Deeply Rooted in the American Dream

Not too long ago, my sister reminded me of the day I came home from school to tell her I had watched a film about Dr. Martin Luther King, Jr., whom I had never heard of before. I was a recent immigrant in this country, having arrived from Peru just a year earlier.

That winter, I sat in class, the lights turned off, and listened to the scratchy textured audio of the famous “I Have a Dream” speech. It was a powerful moment for I had never before heard anyone speak about race, children, equality, and justice, let alone a stately looking black person.

Maybe his words resonated with me at that particular time in my life because I had been affected by the topics he spoke about—in the homeland that I left, and in my new country.

In the 1970’s in Peru, almost 100 years since slavery had been abolished, and just over 150 years since we became independent from the Spanish, we were still oppressed. Whites were regarded as more important than anyone else and men were more important than women (i.e. machismo). Children had no rights. Light skin, hair and eyes were considered superior, over brown and black skin. But perhaps the most significant divide was your socio-economic status and your last name. These two closely-interrelated factors determined your opportunities and future.

When I was a child, I’m pretty certain I could not articulate these thoughts and feelings as well as I can today. Nevertheless, they were there. As is the case with children, I was a sponge, taking in everything into my subconscious and learning about right and wrong. I didn’t know why my father thought it was special that I liked playing with the little kids that lived in a hut on the other side of the concrete wall that separated our house from theirs. At the risk of sounding now like snob, this was during a time in my parents’ lives when they had good paying jobs in show business and so we lived in a house in the north of Lima that had a huge yard, with a pool and swing set. But I preferred to play with the little kids outside, in the clay-packed dirt.

As I got older, however, my life became more unstable due to my parents inability to work in their field, which was the result of political upheaval. I grew up with a famous last name, but I didn’t meet the other criteria necessary for an opportunity at success in my own country. Knowing this, after his death, my mother did the most courageous thing and moved us to the United States — the land of opportunity, work, and a place where could get a fresh start, without the stigma that our own country had placed on us.

Upon arriving here, of course, I quickly realized that discrimination also existed in America. Similar to Peru, I discovered that men had power and women didn’t. People of color including hispanics were treated differently. In Hudson County, New Jersey where I grew up, new immigrants from Latin America were deemed inferior to the established Irish and Italian communities. We looked up to the Cuban people for being hardworking and establishing themselves as business owners and sending their kids to college —setting the bar high for other Latinos. I grew up with the fear of deportation as my mother would sometimes come home with stories of pranksters at the factory coming in yelling that immigration was conducting a raid, and all these poor women would hide, not realizing it wasn’t true.

Learning about Martin Luther King Jr. opened up my awareness about civil rights injustices, and also gave me hope because for the first time in my life, I was learning about a public figure whose life mission was to advocate for equal rights for all people.

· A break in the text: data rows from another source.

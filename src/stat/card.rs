//! Stat card model
//!
//! A stat card counts from zero up to its target over a fixed duration after
//! an optional delay. All timing is expressed as elapsed time since the card
//! mounted, so the same model drives browser frames, terminal output and
//! tests.

use serde::{Deserialize, Serialize};
use std::time::Duration;

use super::format::StatTarget;

/// Default count-up duration
pub const DEFAULT_COUNT_UP: Duration = Duration::from_secs(2);

/// Icon shown in the corner of a card
#[derive(Debug, Clone, Copy, Serialize, Deserialize, PartialEq, Eq, Hash)]
#[serde(rename_all = "snake_case")]
pub enum StatIcon {
    Users,
    ShoppingBag,
    DollarSign,
    GraduationCap,
    Leaf,
}

impl StatIcon {
    /// Glyph used by text and web renderers
    pub fn glyph(&self) -> &'static str {
        match self {
            StatIcon::Users => "👥",
            StatIcon::ShoppingBag => "🛍",
            StatIcon::DollarSign => "💲",
            StatIcon::GraduationCap => "🎓",
            StatIcon::Leaf => "🌿",
        }
    }
}

/// Month-over-month trend attached to a card
#[derive(Debug, Clone, Copy, Serialize, Deserialize, PartialEq, Eq)]
pub struct Trend {
    pub percent: i32,
}

#[derive(Debug, Clone, Copy, PartialEq, Eq)]
pub enum TrendDirection {
    Up,
    Down,
    Flat,
}

impl Trend {
    pub fn new(percent: i32) -> Self {
        Self { percent }
    }

    pub fn direction(&self) -> TrendDirection {
        match self.percent {
            p if p > 0 => TrendDirection::Up,
            p if p < 0 => TrendDirection::Down,
            _ => TrendDirection::Flat,
        }
    }

    /// `+12%`, `-3%` or `0%`
    pub fn label(&self) -> String {
        if self.percent > 0 {
            format!("+{}%", self.percent)
        } else {
            format!("{}%", self.percent)
        }
    }
}

/// Ease-out cubic: fast start, settles gently on 1.0
pub fn ease_out(t: f64) -> f64 {
    let t = t.clamp(0.0, 1.0);
    1.0 - (1.0 - t).powi(3)
}

/// Count-up animation toward a stat target
#[derive(Debug, Clone, Copy, PartialEq)]
pub struct CountUp {
    pub target: StatTarget,
    pub duration: Duration,
    pub delay: Duration,
}

impl CountUp {
    pub fn new(target: StatTarget, duration: Duration) -> Self {
        Self {
            target,
            duration,
            delay: Duration::ZERO,
        }
    }

    /// Builder method: wait before counting
    pub fn delay(mut self, delay: Duration) -> Self {
        self.delay = delay;
        self
    }

    /// Total time until the final value is shown
    pub fn total(&self) -> Duration {
        self.delay + self.duration
    }

    /// Linear progress in [0, 1]
    pub fn progress(&self, elapsed: Duration) -> f64 {
        if elapsed <= self.delay {
            return 0.0;
        }
        if self.duration.is_zero() {
            return 1.0;
        }
        let running = (elapsed - self.delay).as_secs_f64();
        (running / self.duration.as_secs_f64()).min(1.0)
    }

    pub fn is_finished(&self, elapsed: Duration) -> bool {
        elapsed >= self.total()
    }

    /// Raw animated value
    pub fn value_at(&self, elapsed: Duration) -> f64 {
        if self.is_finished(elapsed) {
            return self.target.value;
        }
        self.target.value * ease_out(self.progress(elapsed))
    }

    /// Animated value formatted like the target
    pub fn display_at(&self, elapsed: Duration) -> String {
        self.target.format.format(self.value_at(elapsed))
    }
}

/// Start times of the card's entrance effects, relative to mount
#[derive(Debug, Clone, Copy, PartialEq, Eq)]
pub struct EntranceTimeline {
    /// Card fades and slides in
    pub card: Duration,
    /// Icon springs in
    pub icon: Duration,
    /// Top accent bar sweeps across
    pub top_bar: Duration,
    /// Bottom gradient bar sweeps across
    pub bottom_bar: Duration,
    /// Trend badge slides in
    pub trend: Duration,
    /// "vs last month" caption fades in
    pub caption: Duration,
}

impl EntranceTimeline {
    pub fn for_delay(delay: Duration) -> Self {
        Self {
            card: delay,
            icon: delay + Duration::from_millis(300),
            top_bar: delay + Duration::from_millis(500),
            bottom_bar: delay + Duration::from_millis(700),
            trend: delay + Duration::from_secs(1),
            caption: delay + Duration::from_millis(1200),
        }
    }
}

/// Everything needed to render one stat card
#[derive(Debug, Clone, PartialEq)]
pub struct StatCardSpec {
    pub label: &'static str,
    pub icon: StatIcon,
    pub target: StatTarget,
    pub trend: Option<Trend>,
    pub delay: Duration,
}

impl StatCardSpec {
    pub fn new(label: &'static str, icon: StatIcon, target: StatTarget) -> Self {
        Self {
            label,
            icon,
            target,
            trend: None,
            delay: Duration::ZERO,
        }
    }

    /// Builder method: attach a trend
    pub fn trend(mut self, percent: i32) -> Self {
        self.trend = Some(Trend::new(percent));
        self
    }

    /// Builder method: stagger the entrance
    pub fn delay(mut self, delay: Duration) -> Self {
        self.delay = delay;
        self
    }

    pub fn count_up(&self, duration: Duration) -> CountUp {
        CountUp::new(self.target, duration).delay(self.delay)
    }

    pub fn timeline(&self) -> EntranceTimeline {
        EntranceTimeline::for_delay(self.delay)
    }

    /// Trend to render, if any; a zero trend counts as absent
    pub fn visible_trend(&self) -> Option<Trend> {
        self.trend.filter(|t| t.percent != 0)
    }
}

#[cfg(test)]
mod tests {
    use super::*;
    use crate::stat::format::StatFormat;

    fn ms(millis: u64) -> Duration {
        Duration::from_millis(millis)
    }

    #[test]
    fn test_integer_reaches_target_exactly() {
        let anim = CountUp::new(StatTarget::integer(1234), DEFAULT_COUNT_UP);
        assert_eq!(anim.display_at(Duration::ZERO), "0");
        assert_eq!(anim.display_at(DEFAULT_COUNT_UP), "1234");
        assert_eq!(anim.display_at(DEFAULT_COUNT_UP * 3), "1234");
        assert!(anim.is_finished(DEFAULT_COUNT_UP));
    }

    #[test]
    fn test_currency_frames_keep_format() {
        let target = StatTarget::from_literal("$45,000").unwrap();
        let anim = CountUp::new(target, DEFAULT_COUNT_UP);

        for step in 0..=40 {
            let frame = anim.display_at(ms(step * 50));
            let body = frame.strip_prefix('$').expect("currency prefix");
            assert!(!body.is_empty());
            assert!(body.chars().all(|c| c.is_ascii_digit() || c == ','));
            assert!(!body.starts_with(','));
            assert!(!body.ends_with(','));
        }
        assert_eq!(anim.display_at(DEFAULT_COUNT_UP), "$45,000");
    }

    #[test]
    fn test_percent_frames_keep_suffix() {
        let anim = CountUp::new(StatTarget::percent(81), ms(1000));
        assert_eq!(anim.display_at(ms(0)), "0%");
        assert!(anim.display_at(ms(500)).ends_with('%'));
        assert_eq!(anim.display_at(ms(1000)), "81%");
    }

    #[test]
    fn test_delay_holds_at_zero() {
        let anim = CountUp::new(StatTarget::integer(500), ms(1000)).delay(ms(300));
        assert_eq!(anim.value_at(ms(0)), 0.0);
        assert_eq!(anim.value_at(ms(300)), 0.0);
        assert!(anim.value_at(ms(400)) > 0.0);
        assert!(!anim.is_finished(ms(1000)));
        assert_eq!(anim.value_at(ms(1300)), 500.0);
    }

    #[test]
    fn test_values_are_monotonic() {
        let anim = CountUp::new(StatTarget::integer(1000), ms(2000));
        let mut last = 0.0;
        for step in 0..=100 {
            let value = anim.value_at(ms(step * 20));
            assert!(value >= last);
            last = value;
        }
    }

    #[test]
    fn test_zero_duration_is_immediate() {
        let anim = CountUp::new(StatTarget::integer(42), Duration::ZERO);
        assert_eq!(anim.display_at(ms(1)), "42");
    }

    #[test]
    fn test_ease_out_bounds() {
        assert_eq!(ease_out(0.0), 0.0);
        assert_eq!(ease_out(1.0), 1.0);
        assert_eq!(ease_out(2.0), 1.0);
        assert!(ease_out(0.5) > 0.5);
    }

    #[test]
    fn test_trend_labels() {
        assert_eq!(Trend::new(12).label(), "+12%");
        assert_eq!(Trend::new(-3).label(), "-3%");
        assert_eq!(Trend::new(0).label(), "0%");
        assert_eq!(Trend::new(5).direction(), TrendDirection::Up);
        assert_eq!(Trend::new(-5).direction(), TrendDirection::Down);
        assert_eq!(Trend::new(0).direction(), TrendDirection::Flat);
    }

    #[test]
    fn test_card_spec_builders() {
        let card = StatCardSpec::new("Total Sales", StatIcon::ShoppingBag, StatTarget::integer(10))
            .trend(8)
            .delay(ms(200));

        assert_eq!(card.trend, Some(Trend::new(8)));
        assert_eq!(card.count_up(ms(1000)).total(), ms(1200));
        assert_eq!(card.timeline().trend, ms(1200));
        assert_eq!(card.target.format, StatFormat::Integer);
    }

    #[test]
    fn test_trend_only_visible_when_nonzero() {
        let plain = StatCardSpec::new("Active Workshops", StatIcon::GraduationCap, StatTarget::integer(40));
        assert_eq!(plain.visible_trend(), None);
        assert_eq!(plain.clone().trend(0).visible_trend(), None);
        assert_eq!(plain.clone().trend(-4).visible_trend(), Some(Trend::new(-4)));
        assert_eq!(plain.trend(12).visible_trend().map(|t| t.label()), Some("+12%".to_string()));
    }
}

Maybe Dr. King’s dream of “little black boys and black girls joining hands with little white boys and white girls as sisters and brothers” resonated with me because as a child in Peru I too had a desire to just play with other kids, regardless of their skin color or where they lived. But society imposed a different set of rules that contradicted my human instincts.

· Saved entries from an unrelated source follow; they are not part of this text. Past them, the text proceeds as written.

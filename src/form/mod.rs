//! Workshop Form
//!
//! - **state**: Field state and the editing → submitting → resolved machine
//! - **notification**: Loading and success toasts
//! - **sink**: Where resolved drafts go
//! - **session**: Cancellable tokio submission task (`runtime` feature)
//! - **error**: Error types

pub mod error;
pub mod notification;
#[cfg(feature = "runtime")]
pub mod session;
pub mod sink;
pub mod state;

pub use error::{FormError, FormResult};
pub use notification::{upsert, Notification, NotificationId, NotificationKind};
#[cfg(feature = "runtime")]
pub use session::{spawn_submission, FormSession, SubmissionHandle, DEFAULT_SUBMIT_DELAY};
pub use sink::{LoggingSink, WorkshopSink};
pub use state::{
    FormField, FormMode, FormPhase, InputKind, PendingSubmission, Resolution, WorkshopForm,
    PENDING_MESSAGE,
};
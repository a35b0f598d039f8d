//! Toast notifications emitted by the workshop form

use serde::{Deserialize, Serialize};
use std::sync::atomic::{AtomicU64, Ordering};
use std::time::Duration;

/// How long a success toast stays on screen
pub const SUCCESS_TOAST_DURATION: Duration = Duration::from_secs(3);

static NEXT_ID: AtomicU64 = AtomicU64::new(1);

/// Identifies a toast so a later notification can replace it in place
#[derive(Debug, Clone, Copy, Serialize, Deserialize, PartialEq, Eq, Hash)]
pub struct NotificationId(pub u64);

impl NotificationId {
    pub fn next() -> Self {
        Self(NEXT_ID.fetch_add(1, Ordering::Relaxed))
    }
}

#[derive(Debug, Clone, Copy, Serialize, Deserialize, PartialEq, Eq)]
#[serde(rename_all = "lowercase")]
pub enum NotificationKind {
    Loading,
    Success,
}

#[derive(Debug, Clone, Serialize, Deserialize, PartialEq)]
pub struct Notification {
    pub id: NotificationId,
    pub kind: NotificationKind,
    pub message: String,
    /// Auto-dismiss delay; `None` stays until replaced
    pub duration: Option<Duration>,
}

impl Notification {
    pub fn loading(message: impl Into<String>) -> Self {
        Self {
            id: NotificationId::next(),
            kind: NotificationKind::Loading,
            message: message.into(),
            duration: None,
        }
    }

    /// Success toast that takes over the slot of `id`
    pub fn success(id: NotificationId, message: impl Into<String>) -> Self {
        Self {
            id,
            kind: NotificationKind::Success,
            message: message.into(),
            duration: Some(SUCCESS_TOAST_DURATION),
        }
    }

    /// Builder method: override how long the toast stays up
    pub fn with_duration(mut self, duration: Duration) -> Self {
        self.duration = Some(duration);
        self
    }

    pub fn is_loading(&self) -> bool {
        self.kind == NotificationKind::Loading
    }
}

/// Insert `notification`, replacing any toast that shares its id
pub fn upsert(toasts: &mut Vec<Notification>, notification: Notification) {
    match toasts.iter_mut().find(|t| t.id == notification.id) {
        Some(existing) => *existing = notification,
        None => toasts.push(notification),
    }
}

#[cfg(test)]
mod tests {
    use super::*;

    #[test]
    fn test_ids_are_unique() {
        let a = Notification::loading("one");
        let b = Notification::loading("two");
        assert_ne!(a.id, b.id);
    }

    #[test]
    fn test_upsert_replaces_in_place() {
        let loading = Notification::loading("Processing your request...");
        let other = Notification::loading("Other");
        let mut toasts = vec![loading.clone(), other.clone()];

        upsert(&mut toasts, Notification::success(loading.id, "Done"));

        assert_eq!(toasts.len(), 2);
        assert_eq!(toasts[0].kind, NotificationKind::Success);
        assert_eq!(toasts[0].message, "Done");
        assert_eq!(toasts[0].duration, Some(SUCCESS_TOAST_DURATION));
        assert_eq!(toasts[1], other);
    }

    #[test]
    fn test_with_duration_overrides_default() {
        let loading = Notification::loading("Processing your request...");
        let done = Notification::success(loading.id, "Done").with_duration(Duration::from_millis(1500));
        assert_eq!(done.id, loading.id);
        assert_eq!(done.duration, Some(Duration::from_millis(1500)));
    }

    #[test]
    fn test_upsert_appends_new() {
        let mut toasts = Vec::new();
        upsert(&mut toasts, Notification::loading("x"));
        assert_eq!(toasts.len(), 1);
        assert!(toasts[0].is_loading());
    }
}
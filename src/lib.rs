//! # CraftSense
//!
//! Admin dashboard core for an artisan marketplace: headline stats, revenue
//! and product charts, a workshop table and a workshop creation form, all fed
//! by synthetic data generated in-process.
//!
//! ## Features
//!
//! - **Mock data**: Seedable generator with range-checked records
//! - **Stat cards**: Count-up animation model with explicit value formats
//! - **Workshop form**: Editing → submitting → resolved state machine with toasts
//! - **Cancellable submission**: Pending work is aborted when the form goes away
//! - **Dashboard**: Tabs, chart datasets and table rows shared by every renderer
//!
//! ## Modules
//!
//! - [`data`]: Domain records and the mock generator
//! - [`stat`]: Stat card formatting and count-up animation
//! - [`form`]: Workshop form state, notifications and submission
//! - [`dashboard`]: Tab state, chart datasets and table rows
//! - [`config`]: TOML configuration with environment overrides
//!
//! ## Quick Start
//!
//! ```rust
//! use std::sync::Arc;
//! use craftsense::config::MockConfig;
//! use craftsense::dashboard::{Dashboard, Tab};
//! use craftsense::data::MockGenerator;
//!
//! let data = MockGenerator::seeded(42).generate(&MockConfig::default(), chrono::Utc::now());
//! let mut dashboard = Dashboard::new(Arc::new(data));
//!
//! for card in dashboard.stat_cards() {
//!     println!("{}: {}", card.label, card.target.display());
//! }
//!
//! dashboard.select(Tab::Workshops);
//! assert_eq!(dashboard.workshop_rows().len(), 8);
//! ```

pub mod config;
pub mod dashboard;
pub mod data;
pub mod form;
#[cfg(feature = "runtime")]
pub mod logging;
pub mod stat;

pub use config::Config;
pub use dashboard::{Dashboard, Tab};
pub use data::{DashboardData, MockGenerator, Workshop, WorkshopDraft};
pub use form::{FormError, WorkshopForm, WorkshopSink};
pub use stat::{StatCardSpec, StatFormat, StatTarget};
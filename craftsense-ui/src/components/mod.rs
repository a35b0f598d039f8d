//! UI Components
//!
//! Reusable Leptos components for the dashboard.

pub mod chart;
pub mod header;
pub mod stat_card;
pub mod toast;
pub mod workshop_form;
pub mod workshop_table;

pub use chart::{BarChartView, LineChartView, PieChartView};
pub use header::Header;
pub use stat_card::StatCard;
pub use toast::Toaster;
pub use workshop_form::WorkshopFormView;
pub use workshop_table::WorkshopTable;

Maybe Dr. King’s words resonated with me because my own mother had dared to dream of a better life for her children when she decided to move to America. Despite the fact that when we left Peru, we had no money and shortly after arriving here we had no legal status. Yet somehow she managed to support her family on her own by working at a factory. For many years she worked the midnight and 2nd shifts, which is why I am so close to my siblings, especially my sister who mothered me when our mom couldn’t.

And although we were always on the brink of poverty, it never quite felt that way because I knew I would be able to work someday and have my own chance at the American Dream. We never took for granted the privilege of living here—the chance that this beautiful land was giving us.

This week, after 8 years of living there, the Obamas will have moved out of the White House — a house and a city that was built by slaves, just as my birth city of Lima was built by slaves who were brought there by the Spaniards.

I can’t imagine living in a time when slavery was the norm. People being the property of other people. There is something just so physically unsettling about this, so wrong, and unnatural. But it is stain on our country and many others as well, that can never be washed away.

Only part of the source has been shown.